Opinion: Clackamas County should be careful in relocating clinic
Clackamas County commissioners have approved relocating our mental health buildings to make way for the construction of a courthouse in Oregon City. Our buildings, Hilltop and Stewart Center, will become a courthouse parking lot. And although it's a bit more costly to relocate rather than stay put, our commissioners are choosing to move.
How will such an end affect already tight services such as meetings with supported employment, which are designed to help you work? And, will our transportation needs still be met if we move? Also, there are certain clients who serve on committees to give insights that help form a community network of integrity. So, this is to say we aren't simply burdens to the taxpayers.
A center has to be noticeably present for myriad reasons. The Stewart Center treats clients with similar afflictions who are referred to the center to receive affordable treatment. And with time and resources, we can run the Stewart Center and provide that treatment, which makes clients assets to the community.
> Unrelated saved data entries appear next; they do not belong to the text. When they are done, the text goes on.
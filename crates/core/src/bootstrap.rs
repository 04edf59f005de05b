//! Establishing the repository behind a data directory.
//!
//! What happens depends on two facts: whether the directory already holds a
//! repository or any files, and whether a remote is configured.
//!
//! | Directory                  | No remote          | Remote                        |
//! |----------------------------|--------------------|-------------------------------|
//! | has `.git`                 | open (no-op)       | open, point `origin` at remote |
//! | empty / missing            | init + root commit | clone in place                |
//! | files but no `.git`        | init + root commit | clone aside, merge files in   |
//!
//! A remote without the configured branch is treated like no remote, except
//! that `origin` is set and, when local files were present, the root commit
//! is pushed.
//!
//! Local files are never overwritten: a file that differs from the remote's
//! version at the same path aborts with a merge conflict and leaves the
//! directory as it was.

use std::fs;
use std::io;
use std::path::{Path, PathBuf};

use git2::{ObjectType, Oid, TreeWalkMode, TreeWalkResult};
use tracing::{debug, info, warn};

use crate::commit::CommitManager;
use crate::config::{IdentityConfig, RemoteConfig, DEFAULT_BRANCH};
use crate::errors::{GitError, VcError};
use crate::git::client::GitClient;
use crate::git::credentials::CredentialNegotiator;
use crate::ignore_policy::{IgnorePolicy, GITIGNORE};
use crate::sync_engine::{PushPolicy, SyncEngine};

const INITIAL_COMMIT_MESSAGE: &str = "initial commit";
const MERGE_LOCAL_MESSAGE: &str = "merging in local changes";

/// The path [`RepositoryBootstrapper::initialize`] takes.
#[derive(Debug, Clone, Copy, PartialEq, Eq)]
pub enum BootstrapPlan {
    /// A repository is already there.
    ExistingRepository,
    /// No remote: create a repository and snapshot whatever is present.
    LocalInit,
    /// Remote and an empty directory: clone straight into it.
    Clone,
    /// Remote and pre-existing files: clone elsewhere, then merge the files
    /// into the clone as a new commit.
    CloneAndMerge,
}

/// One-shot repository setup for a data directory.
pub struct RepositoryBootstrapper<'a> {
    data_dir: &'a Path,
    remote: Option<&'a RemoteConfig>,
    identity: &'a IdentityConfig,
    policy: &'a IgnorePolicy,
    push_policy: &'a dyn PushPolicy,
}

impl<'a> RepositoryBootstrapper<'a> {
    pub fn new(
        data_dir: &'a Path,
        remote: Option<&'a RemoteConfig>,
        identity: &'a IdentityConfig,
        policy: &'a IgnorePolicy,
        push_policy: &'a dyn PushPolicy,
    ) -> Self {
        Self {
            data_dir,
            remote,
            identity,
            policy,
            push_policy,
        }
    }

    /// Decide what [`initialize`](Self::initialize) will do, without doing it.
    pub fn plan(&self) -> Result<BootstrapPlan, VcError> {
        if self.data_dir.join(".git").exists() {
            return Ok(BootstrapPlan::ExistingRepository);
        }
        Ok(match self.remote {
            None => BootstrapPlan::LocalInit,
            Some(_) if is_empty_dir(self.data_dir)? => BootstrapPlan::Clone,
            Some(_) => BootstrapPlan::CloneAndMerge,
        })
    }

    /// Make the data directory a usable repository. Returns the path taken.
    pub fn initialize(&self) -> Result<BootstrapPlan, VcError> {
        let plan = self.plan()?;
        info!(data_dir = %self.data_dir.display(), ?plan, "bootstrapping repository");
        match (plan, self.remote) {
            (BootstrapPlan::ExistingRepository, remote) => self.reopen(remote)?,
            (BootstrapPlan::Clone, Some(remote)) => self.clone_in_place(remote)?,
            (BootstrapPlan::CloneAndMerge, Some(remote)) => self.clone_and_merge(remote)?,
            // Clone plans are only chosen with a remote present.
            (_, _) => self.local_init()?,
        }
        Ok(plan)
    }

    fn reopen(&self, remote: Option<&RemoteConfig>) -> Result<(), VcError> {
        let client = GitClient::open(self.data_dir)?;
        if let Some(remote) = remote {
            client.ensure_origin(&remote.url)?;
        }
        if client.is_unborn() {
            debug!("repository has no commits yet");
            self.policy.write_gitignore(self.data_dir)?;
            CommitManager::new(&client, self.policy, self.identity).commit(INITIAL_COMMIT_MESSAGE)?;
        }
        Ok(())
    }

    fn local_init(&self) -> Result<(), VcError> {
        let client = GitClient::init(self.data_dir, DEFAULT_BRANCH)?;
        self.policy.write_gitignore(self.data_dir)?;
        let commit = CommitManager::new(&client, self.policy, self.identity).commit(INITIAL_COMMIT_MESSAGE)?;
        info!(sha = %commit.id, "initialized local repository");
        Ok(())
    }

    fn clone_in_place(&self, remote: &RemoteConfig) -> Result<(), VcError> {
        let negotiator = negotiator(remote);
        if !GitClient::remote_has_branch(&remote.url, &remote.branch, &negotiator)? {
            return self.adopt_empty_remote(remote, false);
        }
        let existed = self.data_dir.exists();
        match GitClient::clone_repo(&remote.url, self.data_dir, &remote.branch, &negotiator) {
            Ok(_) => {
                self.policy.write_gitignore(self.data_dir)?;
                Ok(())
            }
            Err(e) => {
                // Leave nothing that looks like a repository behind.
                let cleanup = if existed {
                    remove_if_exists(&self.data_dir.join(".git"))
                } else {
                    remove_if_exists(self.data_dir)
                };
                if let Err(io) = cleanup {
                    warn!(error = %io, "failed to clean up after failed clone");
                }
                Err(e.into())
            }
        }
    }

    /// The remote has no commits on the branch: start local history with
    /// `origin` configured, publishing it when `publish` is set.
    fn adopt_empty_remote(&self, remote: &RemoteConfig, publish: bool) -> Result<(), VcError> {
        info!(branch = %remote.branch, "remote branch is empty, initializing locally");
        let mut rollback = Rollback::default();
        rollback.git_dir = Some(self.data_dir.join(".git"));
        let client = GitClient::init(self.data_dir, &remote.branch)?;
        client.ensure_origin(&remote.url)?;
        if self.policy.write_gitignore(self.data_dir)? {
            rollback.files.push(self.data_dir.join(GITIGNORE));
        }
        let commit = CommitManager::new(&client, self.policy, self.identity).commit(INITIAL_COMMIT_MESSAGE)?;

        if publish && self.push_policy.push_allowed() {
            SyncEngine::new(&client, remote, self.identity, self.policy, self.push_policy).push()?;
        }
        rollback.disarm();
        info!(sha = %commit.id, published = publish, "initialized against empty remote");
        Ok(())
    }

    fn clone_and_merge(&self, remote: &RemoteConfig) -> Result<(), VcError> {
        let negotiator = negotiator(remote);
        if !GitClient::remote_has_branch(&remote.url, &remote.branch, &negotiator)? {
            return self.adopt_empty_remote(remote, true);
        }
        let staging = staging_dir(self.data_dir)?;
        let clone_path = staging.path().join("clone");
        let clone = GitClient::clone_repo(&remote.url, &clone_path, &remote.branch, &negotiator)?;

        let remote_files = self.reconcile(&clone)?;
        drop(clone);

        let mut rollback = Rollback::default();
        for rel in &remote_files {
            let target = self.data_dir.join(rel);
            if let Some(parent) = target.parent() {
                fs::create_dir_all(parent)?;
            }
            fs::copy(clone_path.join(rel), &target)?;
            rollback.files.push(target);
        }
        let git_dir = self.data_dir.join(".git");
        rollback.git_dir = Some(git_dir.clone());
        move_dir(&clone_path.join(".git"), &git_dir)?;

        let client = GitClient::open(self.data_dir)?;
        if self.policy.write_gitignore(self.data_dir)? {
            rollback.files.push(self.data_dir.join(GITIGNORE));
        }
        let commit = CommitManager::new(&client, self.policy, self.identity).commit(MERGE_LOCAL_MESSAGE)?;
        info!(sha = %commit.id, copied = remote_files.len(), "merged local files into clone");

        if self.push_policy.push_allowed() {
            SyncEngine::new(&client, remote, self.identity, self.policy, self.push_policy).push()?;
        } else {
            debug!("push disabled, merge commit stays local");
        }
        rollback.disarm();
        Ok(())
    }

    /// Compare the clone's tree with the data directory.
    ///
    /// Returns the remote files missing locally. Fails with a merge conflict
    /// listing every path where both sides hold different content.
    fn reconcile(&self, clone: &GitClient) -> Result<Vec<PathBuf>, GitError> {
        let Some(tree) = clone.head_tree()? else {
            return Ok(Vec::new());
        };
        let mut missing = Vec::new();
        let mut conflicts = Vec::new();
        let mut failure: Option<io::Error> = None;

        tree.walk(TreeWalkMode::PreOrder, |root, entry| {
            let Some(name) = entry.name() else {
                return TreeWalkResult::Skip;
            };
            let rel = format!("{root}{name}");
            let local = self.data_dir.join(&rel);
            match entry.kind() {
                Some(ObjectType::Tree) => match fs::symlink_metadata(&local) {
                    Ok(meta) if !meta.is_dir() => {
                        conflicts.push(rel);
                        TreeWalkResult::Skip
                    }
                    _ => TreeWalkResult::Ok,
                },
                Some(ObjectType::Blob) => {
                    match fs::symlink_metadata(&local) {
                        Ok(meta) if meta.is_dir() => conflicts.push(rel),
                        Ok(_) => match Oid::hash_file(ObjectType::Blob, &local) {
                            Ok(oid) if oid == entry.id() => {}
                            Ok(_) => conflicts.push(rel),
                            Err(e) => {
                                failure = Some(io::Error::new(io::ErrorKind::Other, e.message().to_string()));
                                return TreeWalkResult::Abort;
                            }
                        },
                        Err(e) if e.kind() == io::ErrorKind::NotFound => missing.push(PathBuf::from(rel)),
                        Err(e) => {
                            failure = Some(e);
                            return TreeWalkResult::Abort;
                        }
                    }
                    TreeWalkResult::Ok
                }
                _ => TreeWalkResult::Skip,
            }
        })
        .or_else(|e| if failure.is_some() { Ok(()) } else { Err(e) })?;

        if let Some(e) = failure {
            return Err(GitError::IoError(e));
        }
        if !conflicts.is_empty() {
            warn!(?conflicts, "local files collide with remote files");
            return Err(GitError::MergeConflict { paths: conflicts });
        }
        Ok(missing)
    }
}

fn negotiator(remote: &RemoteConfig) -> CredentialNegotiator {
    CredentialNegotiator::new(remote.url.clone(), remote.username.clone())
}

/// Undoes a half-finished merge-in when dropped.
#[derive(Default)]
struct Rollback {
    files: Vec<PathBuf>,
    git_dir: Option<PathBuf>,
}

impl Rollback {
    fn disarm(&mut self) {
        self.files.clear();
        self.git_dir = None;
    }
}

impl Drop for Rollback {
    fn drop(&mut self) {
        if self.files.is_empty() && self.git_dir.is_none() {
            return;
        }
        warn!(files = self.files.len(), "rolling back partial bootstrap");
        for file in &self.files {
            let _ = fs::remove_file(file);
        }
        if let Some(dir) = &self.git_dir {
            let _ = remove_if_exists(dir);
        }
    }
}

/// Temporary directory next to `data_dir`, so the clone's `.git` can be
/// renamed rather than copied.
fn staging_dir(data_dir: &Path) -> io::Result<tempfile::TempDir> {
    match data_dir.parent().filter(|p| !p.as_os_str().is_empty()) {
        Some(parent) => tempfile::Builder::new()
            .prefix(".storesync-clone-")
            .tempdir_in(parent)
            .or_else(|_| tempfile::tempdir()),
        None => tempfile::tempdir(),
    }
}

fn is_empty_dir(path: &Path) -> io::Result<bool> {
    match fs::read_dir(path) {
        Ok(mut entries) => Ok(entries.next().is_none()),
        Err(e) if e.kind() == io::ErrorKind::NotFound => Ok(true),
        Err(e) => Err(e),
    }
}

fn remove_if_exists(path: &Path) -> io::Result<()> {
    match fs::remove_dir_all(path) {
        Err(e) if e.kind() != io::ErrorKind::NotFound => Err(e),
        _ => Ok(()),
    }
}

fn move_dir(from: &Path, to: &Path) -> io::Result<()> {
    if fs::rename(from, to).is_ok() {
        return Ok(());
    }
    debug!(from = %from.display(), to = %to.display(), "rename failed, copying");
    copy_dir_all(from, to)
}

fn copy_dir_all(from: &Path, to: &Path) -> io::Result<()> {
    fs::create_dir_all(to)?;
    for entry in fs::read_dir(from)? {
        let entry = entry?;
        let target = to.join(entry.file_name());
        if entry.file_type()?.is_dir() {
            copy_dir_all(&entry.path(), &target)?;
        } else {
            fs::copy(entry.path(), &target)?;
        }
    }
    Ok(())
}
Maintaining services is timely because fatigue is setting in from fighting COVID. While not perfect, earnest management is taking a gamble, cutting back on personnel schedules when there are means to do so. Using technical innovations and team building, many clients can be referred and seen virtually; this includes those with past COVID afflictions.
How do clients get services? They are referred. Yet many patients do wander into the Stewart Center. And staff members often are unable to assist those clients immediately or completely. So, without much help, they end up taking their chances with the elements.
Should staff turn away those in need? I think not. That is like saying, "Do you want to go out on the streets?" I have been there before, so I couldn't say that. Walking the streets all day and night falls short of meeting our basic needs. We still need services and a center to go to where we can ease mental anguish and open the door to social services and affordable housing.
What ultimately matters isn't just what people think of you inside the Stewart Center, but also what everybody on the outside thinks of you. Progress here keeps our community learning and building. I believe there is tolerance, acceptance and greater understanding of our core issues.
There is a marked improvement in human behavior we can all take pride in. Even though we can still see homeless on and off the streets, a few have died in the elements. But that's a few too many, and, among the current homeless population, 60% have mental illnesses, drug free or not, and suffer.
If our community supports a continuance of mental health treatment with modest gains to keep up with inflation, that gives me faith. And from what I have seen while driving all over the metro area and watching national news broadcasts, there is greater understanding, warmth, shelter and client satisfaction at our centers.
Clackamas County indeed has a moral compass that's helping all of us at least meet our basic needs. That, in itself, eases the pain of mental anguish, and with success in treatment, we can all sleep better at night, and in good conscience.
Dale Vogt is a resident of Jennings Lodge, an unincorporated area of Clackamas County near Milwaukie and Gladstone.